Я возвращаюсь из Вильжюифа. Диагноз д-ра Жаффе непримирим: против меня вновь заговорит оружие, опять скальпель, полюбивший меня скальпель, — опять операция. «Я больше не выдержу», — удрученно думаю я. Мы думаем, что мы не можем, но мы сможем. Видишь ли, Франк, трудно передать словами, что может вынести человеческая природа. Как, впрочем, и многое другое, боль — всего лишь привычка.
Иногда мне хочется закрыть тетрадь: так тяжело все это писать. Заложница болезни в сгущающейся ночной мгле, я думаю об этой последней встрече, на которую тебе придется согласиться. Я вручу тебе эту тетрадь, ты узнаешь о Любви, ты узнаешь обо всем, а потом попробуй с этим справиться.
2 января
Меня отпустили из Поль-Брусса, где я прохожу предоперационное обследование, я читаю старые записные книжки, пожелтевшие письма. На фотографиях — поблекшие лица, на бумаге — выцветшие буквы. Память великодушна. Она избирательна. Мы помним страдание, но не помним подробностей. Поэтому так важны письма, фотографии, записные книжки. Лучше всего, когда ты действуешь на своей территории; мне надо разбередить рану, я прорастаю в нее, выискиваю улики и доказательства. У меня нездоровая мания все хранить: служебные записки, поздравительные открытки, номерки из гардероба, театральные программки, — есть из чего выбирать!
В зеркале я вижу свое странное и загадочное отражение. Знай, Франк, у человека три лица. Наше привычное, каждодневное — это всего лишь набросок другого, того, которое проявляется, когда мы страдаем.
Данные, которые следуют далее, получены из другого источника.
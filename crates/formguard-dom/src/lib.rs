//! FormGuard DOM
//!
//! In-memory document tree the validation engine runs against, standing in
//! for the page environment: elements with attributes, class lists, values
//! and inline styles, a selector subset covering the engine's selection
//! contract, and the built-in constraint check the native fallback rule
//! delegates to. Nodes live in an arena and are addressed by [`NodeId`]
//! handles minted by the owning [`Document`].

use std::collections::HashMap;

use thiserror::Error;

mod selector;
mod validity;

pub use selector::Selector;

pub type Result<T> = std::result::Result<T, DomError>;

#[derive(Debug, Error, Clone, PartialEq, Eq)]
pub enum DomError {
    #[error("node #{0} is not an element")]
    NotAnElement(usize),
    #[error("unsupported selector: {0}")]
    UnsupportedSelector(String),
    #[error("node #{reference} is not a child of node #{parent}")]
    NotAChild { parent: usize, reference: usize },
}

/// Handle to a node in the document arena.
#[derive(Debug, Clone, Copy, PartialEq, Eq, Hash)]
pub struct NodeId(usize);

impl NodeId {
    pub fn index(self) -> usize {
        self.0
    }
}

#[derive(Debug, Clone)]
enum NodeKind {
    Document,
    Element(Element),
    Text(String),
}

#[derive(Debug, Clone)]
struct Node {
    parent: Option<NodeId>,
    children: Vec<NodeId>,
    kind: NodeKind,
}

/// One element: tag, attributes, and the live state validation touches.
///
/// `value`, `disabled` and `required` are seeded from attributes at creation
/// time and mutate independently afterwards, the way the live DOM treats
/// them.
#[derive(Debug, Clone)]
pub struct Element {
    tag: String,
    attrs: HashMap<String, String>,
    classes: Vec<String>,
    value: String,
    style: HashMap<String, String>,
    disabled: bool,
    required: bool,
}

impl Element {
    fn new(tag: String, attrs: HashMap<String, String>) -> Self {
        let classes = attrs
            .get("class")
            .map(|list| list.split_whitespace().map(str::to_string).collect())
            .unwrap_or_default();
        let value = attrs.get("value").cloned().unwrap_or_default();
        let disabled = attrs.contains_key("disabled");
        let required = attrs.contains_key("required");
        Self {
            tag,
            attrs,
            classes,
            value,
            style: HashMap::new(),
            disabled,
            required,
        }
    }

    pub fn tag(&self) -> &str {
        &self.tag
    }
}

/// An in-memory document tree.
#[derive(Debug, Clone)]
pub struct Document {
    nodes: Vec<Node>,
}

impl Default for Document {
    fn default() -> Self {
        Self::new()
    }
}

impl Document {
    pub fn new() -> Self {
        Self {
            nodes: vec![Node {
                parent: None,
                children: Vec::new(),
                kind: NodeKind::Document,
            }],
        }
    }

    pub fn root(&self) -> NodeId {
        NodeId(0)
    }

    fn create_node(&mut self, kind: NodeKind) -> NodeId {
        let id = NodeId(self.nodes.len());
        self.nodes.push(Node {
            parent: None,
            children: Vec::new(),
            kind,
        });
        id
    }

    /// Creates an element under `parent` with the given attributes.
    pub fn create_element(&mut self, parent: NodeId, tag: &str, attrs: &[(&str, &str)]) -> NodeId {
        let id = self.create_detached_element(tag, attrs);
        self.append_child(parent, id);
        id
    }

    /// Creates an element with no parent; attach it with [`append_child`]
    /// or [`insert_before`].
    ///
    /// [`append_child`]: Document::append_child
    /// [`insert_before`]: Document::insert_before
    pub fn create_detached_element(&mut self, tag: &str, attrs: &[(&str, &str)]) -> NodeId {
        let attrs: HashMap<String, String> = attrs
            .iter()
            .map(|(name, value)| (name.to_string(), value.to_string()))
            .collect();
        self.create_node(NodeKind::Element(Element::new(tag.to_string(), attrs)))
    }

    pub fn create_text(&mut self, parent: NodeId, text: &str) -> NodeId {
        let id = self.create_node(NodeKind::Text(text.to_string()));
        self.append_child(parent, id);
        id
    }

    fn detach(&mut self, node: NodeId) {
        if let Some(parent) = self.nodes[node.0].parent.take() {
            self.nodes[parent.0].children.retain(|child| *child != node);
        }
    }

    /// Appends `child` as the last child of `parent`, detaching it from its
    /// current parent first.
    pub fn append_child(&mut self, parent: NodeId, child: NodeId) {
        self.detach(child);
        self.nodes[parent.0].children.push(child);
        self.nodes[child.0].parent = Some(parent);
    }

    /// Inserts `node` into `parent`'s children immediately before
    /// `reference`, detaching `node` from its current parent first.
    pub fn insert_before(&mut self, parent: NodeId, node: NodeId, reference: NodeId) -> Result<()> {
        self.detach(node);
        let position = self.nodes[parent.0]
            .children
            .iter()
            .position(|child| *child == reference)
            .ok_or(DomError::NotAChild {
                parent: parent.0,
                reference: reference.0,
            })?;
        self.nodes[parent.0].children.insert(position, node);
        self.nodes[node.0].parent = Some(parent);
        Ok(())
    }

    pub fn parent(&self, node: NodeId) -> Option<NodeId> {
        self.nodes[node.0].parent
    }

    pub fn children(&self, node: NodeId) -> &[NodeId] {
        &self.nodes[node.0].children
    }

    /// The node's ancestors, nearest first, ending at the document root.
    pub fn ancestors(&self, node: NodeId) -> Vec<NodeId> {
        let mut chain = Vec::new();
        let mut current = self.parent(node);
        while let Some(ancestor) = current {
            chain.push(ancestor);
            current = self.parent(ancestor);
        }
        chain
    }

    pub(crate) fn element(&self, node: NodeId) -> Option<&Element> {
        match &self.nodes[node.0].kind {
            NodeKind::Element(element) => Some(element),
            _ => None,
        }
    }

    fn element_mut(&mut self, node: NodeId) -> Result<&mut Element> {
        match &mut self.nodes[node.0].kind {
            NodeKind::Element(element) => Ok(element),
            _ => Err(DomError::NotAnElement(node.0)),
        }
    }

    pub fn tag_name(&self, node: NodeId) -> Option<&str> {
        self.element(node).map(Element::tag)
    }

    pub fn attr(&self, node: NodeId, name: &str) -> Option<&str> {
        self.element(node)
            .and_then(|element| element.attrs.get(name))
            .map(String::as_str)
    }

    pub fn set_attr(&mut self, node: NodeId, name: &str, value: &str) -> Result<()> {
        let element = self.element_mut(node)?;
        element.attrs.insert(name.to_string(), value.to_string());
        match name {
            "class" => {
                element.classes = value.split_whitespace().map(str::to_string).collect();
            }
            "disabled" => element.disabled = true,
            "required" => element.required = true,
            _ => {}
        }
        Ok(())
    }

    pub fn has_attr(&self, node: NodeId, name: &str) -> bool {
        self.element(node)
            .map(|element| element.attrs.contains_key(name))
            .unwrap_or(false)
    }

    pub fn value(&self, node: NodeId) -> Result<&str> {
        self.element(node)
            .map(|element| element.value.as_str())
            .ok_or(DomError::NotAnElement(node.0))
    }

    pub fn set_value(&mut self, node: NodeId, value: &str) -> Result<()> {
        self.element_mut(node)?.value = value.to_string();
        Ok(())
    }

    /// Adds a class if absent. Idempotent.
    pub fn add_class(&mut self, node: NodeId, class: &str) -> Result<()> {
        let element = self.element_mut(node)?;
        if !element.classes.iter().any(|existing| existing == class) {
            element.classes.push(class.to_string());
        }
        Ok(())
    }

    /// Removes a class if present. Idempotent.
    pub fn remove_class(&mut self, node: NodeId, class: &str) -> Result<()> {
        self.element_mut(node)?
            .classes
            .retain(|existing| existing != class);
        Ok(())
    }

    pub fn has_class(&self, node: NodeId, class: &str) -> bool {
        self.element(node)
            .map(|element| element.classes.iter().any(|existing| existing == class))
            .unwrap_or(false)
    }

    pub fn classes(&self, node: NodeId) -> &[String] {
        self.element(node)
            .map(|element| element.classes.as_slice())
            .unwrap_or(&[])
    }

    pub fn set_style_property(&mut self, node: NodeId, name: &str, value: &str) -> Result<()> {
        self.element_mut(node)?
            .style
            .insert(name.to_string(), value.to_string());
        Ok(())
    }

    pub fn style_property(&self, node: NodeId, name: &str) -> Option<&str> {
        self.element(node)
            .and_then(|element| element.style.get(name))
            .map(String::as_str)
    }

    pub fn set_disabled(&mut self, node: NodeId, disabled: bool) -> Result<()> {
        self.element_mut(node)?.disabled = disabled;
        Ok(())
    }

    pub fn is_disabled(&self, node: NodeId) -> bool {
        self.element(node)
            .map(|element| element.disabled)
            .unwrap_or(false)
    }

    pub fn is_required(&self, node: NodeId) -> bool {
        self.element(node)
            .map(|element| element.required)
            .unwrap_or(false)
    }

    /// Replaces the node's children with a single text node. An empty string
    /// just clears the children.
    pub fn set_text(&mut self, node: NodeId, text: &str) -> Result<()> {
        self.element_mut(node)?;
        let children = std::mem::take(&mut self.nodes[node.0].children);
        for child in children {
            self.nodes[child.0].parent = None;
        }
        if !text.is_empty() {
            self.create_text(node, text);
        }
        Ok(())
    }

    /// Concatenated text content of the node's descendants.
    pub fn text(&self, node: NodeId) -> String {
        let mut out = String::new();
        self.collect_text(node, &mut out);
        out
    }

    fn collect_text(&self, node: NodeId, out: &mut String) {
        match &self.nodes[node.0].kind {
            NodeKind::Text(text) => out.push_str(text),
            _ => {
                for child in &self.nodes[node.0].children {
                    self.collect_text(*child, out);
                }
            }
        }
    }

    /// All elements under the document root matching `selector`, in
    /// document order.
    pub fn query_selector_all(&self, selector: &str) -> Result<Vec<NodeId>> {
        self.query_selector_all_within(self.root(), selector)
    }

    /// All elements strictly below `scope` matching `selector`, in document
    /// order.
    pub fn query_selector_all_within(&self, scope: NodeId, selector: &str) -> Result<Vec<NodeId>> {
        let selector = Selector::parse(selector)?;
        let mut matches = Vec::new();
        self.collect_matches(scope, &selector, &mut matches);
        Ok(matches)
    }

    /// First element strictly below `scope` matching `selector`.
    pub fn query_selector_within(&self, scope: NodeId, selector: &str) -> Result<Option<NodeId>> {
        Ok(self
            .query_selector_all_within(scope, selector)?
            .into_iter()
            .next())
    }

    pub fn matches_selector(&self, node: NodeId, selector: &str) -> Result<bool> {
        let selector = Selector::parse(selector)?;
        Ok(selector.matches(self, node))
    }

    fn collect_matches(&self, node: NodeId, selector: &Selector, matches: &mut Vec<NodeId>) {
        for child in &self.nodes[node.0].children {
            if selector.matches(self, *child) {
                matches.push(*child);
            }
            self.collect_matches(*child, selector, matches);
        }
    }
}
А последнее лицо — это маска смерти, она изменяет черты лица, выявляя его истину. Я наблюдаю за своими собственными изменениями. Это, конечно, все еще я, но и как будто кто-то другой. Почти красивая отшельница; так страдание стирает все незначительное, чтобы изваять саму сущность бытия и придать истинную значимость — то величие, которое роднит всех людей.
Глядя на свое отражение, я вижу глаза обреченной, заблудившейся в дремучем лесу. Уже темнеет. Ей бы спросить дорогу у прохожего, но он никогда не появится, потому что разумен и не заблудится! Рот как рот — отверстие для принятия пищи, впалые щеки, лоб стал лбом в полном смысле слова — огромным, просто необъятным. Из-за худобы глаза как будто вылезли из орбит.
На тощих плечах болтается полосатая пижама; я и темница, и каторжник, я и приговоренный, и надзиратель, а моя Вселенная — концентрационный лагерь. Можно обмануть дозорного на вышке и сбежать от всего, но не от себя. Измененная ладонь без линии любви, без линии жизни. Светлое будущее в могиле! Исхудавшие пальцы, что большой, что средний, выглядят, как мизинец. Моя кисть стала похожа на большого паука. Я пишу — поэтому, к несчастью, она все время перед глазами.
* * *
Вечером перед операцией Элка сказала Теобальду, что в случае печального исхода она хочет быть похороненной на еврейском кладбище Фонтенбло.
— Почему в Фонтенбло? Почему на еврейском кладбище? — удивился Теобальд.
— Потому, — отрезала Элка.
В коридоре сидела Вера и читала «Современную женщину».
После бесконечного количества операций пациент хорошо изучил правила. Душ с бетадином, специальная рубашка, голодание, премедикация. Знакомое оцепенение охватывает мозг. Вас кладут на каталку, санитар вывозит вас в коридор: там родственники, они машут руками так, будто провожают вас на тот свет. Страх, этот омерзительный страх, охватывает напичканного лекарствами больного, когда через двери блока санитар вкатывает его в операционную, а точнее — современно оборудованный ад.
Ей был знаком весь этот ужас: ее укладывают на стол — этот стальной поднос с наклонными краями, эту разделочную доску под огромным прожектором. Чудовищный жар после первого же укола жжет горло, ее сковывают, ищут уцелевшие вены и на этот раз находят. Перед глазами все уплывает, в ужасном страхе больше никогда не проснуться темнеет сознание.